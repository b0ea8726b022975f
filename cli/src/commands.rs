pub mod generalize;
pub mod prune;
pub mod run;
pub mod windows;

use std::path::PathBuf;

use clap::{Parser, Subcommand};
use siftr_common::config::Config;

#[derive(Parser)]
#[command(name = "siftr")]
#[command(about = "A threat-feed aggregator with consensus subnet generalization.")]
pub struct CommandLine {
    #[command(subcommand)]
    pub command: Commands,

    /// YAML config file; the built-in feed table is used when omitted
    #[arg(long, global = true)]
    pub config: Option<PathBuf>,

    /// Override the data directory from the config
    #[arg(long, global = true)]
    pub data_dir: Option<PathBuf>,

    /// Only log warnings and errors
    #[arg(short, long, global = true)]
    pub quiet: bool,
}

#[derive(Subcommand)]
pub enum Commands {
    /// Fetch all feeds, then snapshot, window, prune, and generalize
    #[command(alias = "r")]
    Run,
    /// Rebuild window artifacts from stored snapshots (no network)
    #[command(alias = "w")]
    Windows,
    /// Build the consensus prefix artifact from today's snapshots (no network)
    #[command(alias = "g")]
    Generalize,
    /// Evict snapshots beyond the retention bound
    #[command(alias = "p")]
    Prune,
}

impl CommandLine {
    pub fn parse_args() -> Self {
        Self::parse()
    }

    pub fn load_config(&self) -> anyhow::Result<Config> {
        let mut cfg = match &self.config {
            Some(path) => Config::load(path)?,
            None => Config::defaults(),
        };
        if let Some(dir) = &self.data_dir {
            cfg.data_dir = dir.clone();
        }
        Ok(cfg)
    }
}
■ ■ ■
Task item: Return precisely the lines of the records, starting with the line that holds "pub fn parse_args()" and ending with the last one.

Output of the task:
    pub fn parse_args() -> Self {
        Self::parse()
    }

    pub fn load_config(&self) -> anyhow::Result<Config> {
        let mut cfg = match &self.config {
            Some(path) => Config::load(path)?,
            None => Config::defaults(),
        };
        if let Some(dir) = &self.data_dir {
            cfg.data_dir = dir.clone();
        }
        Ok(cfg)
    }
}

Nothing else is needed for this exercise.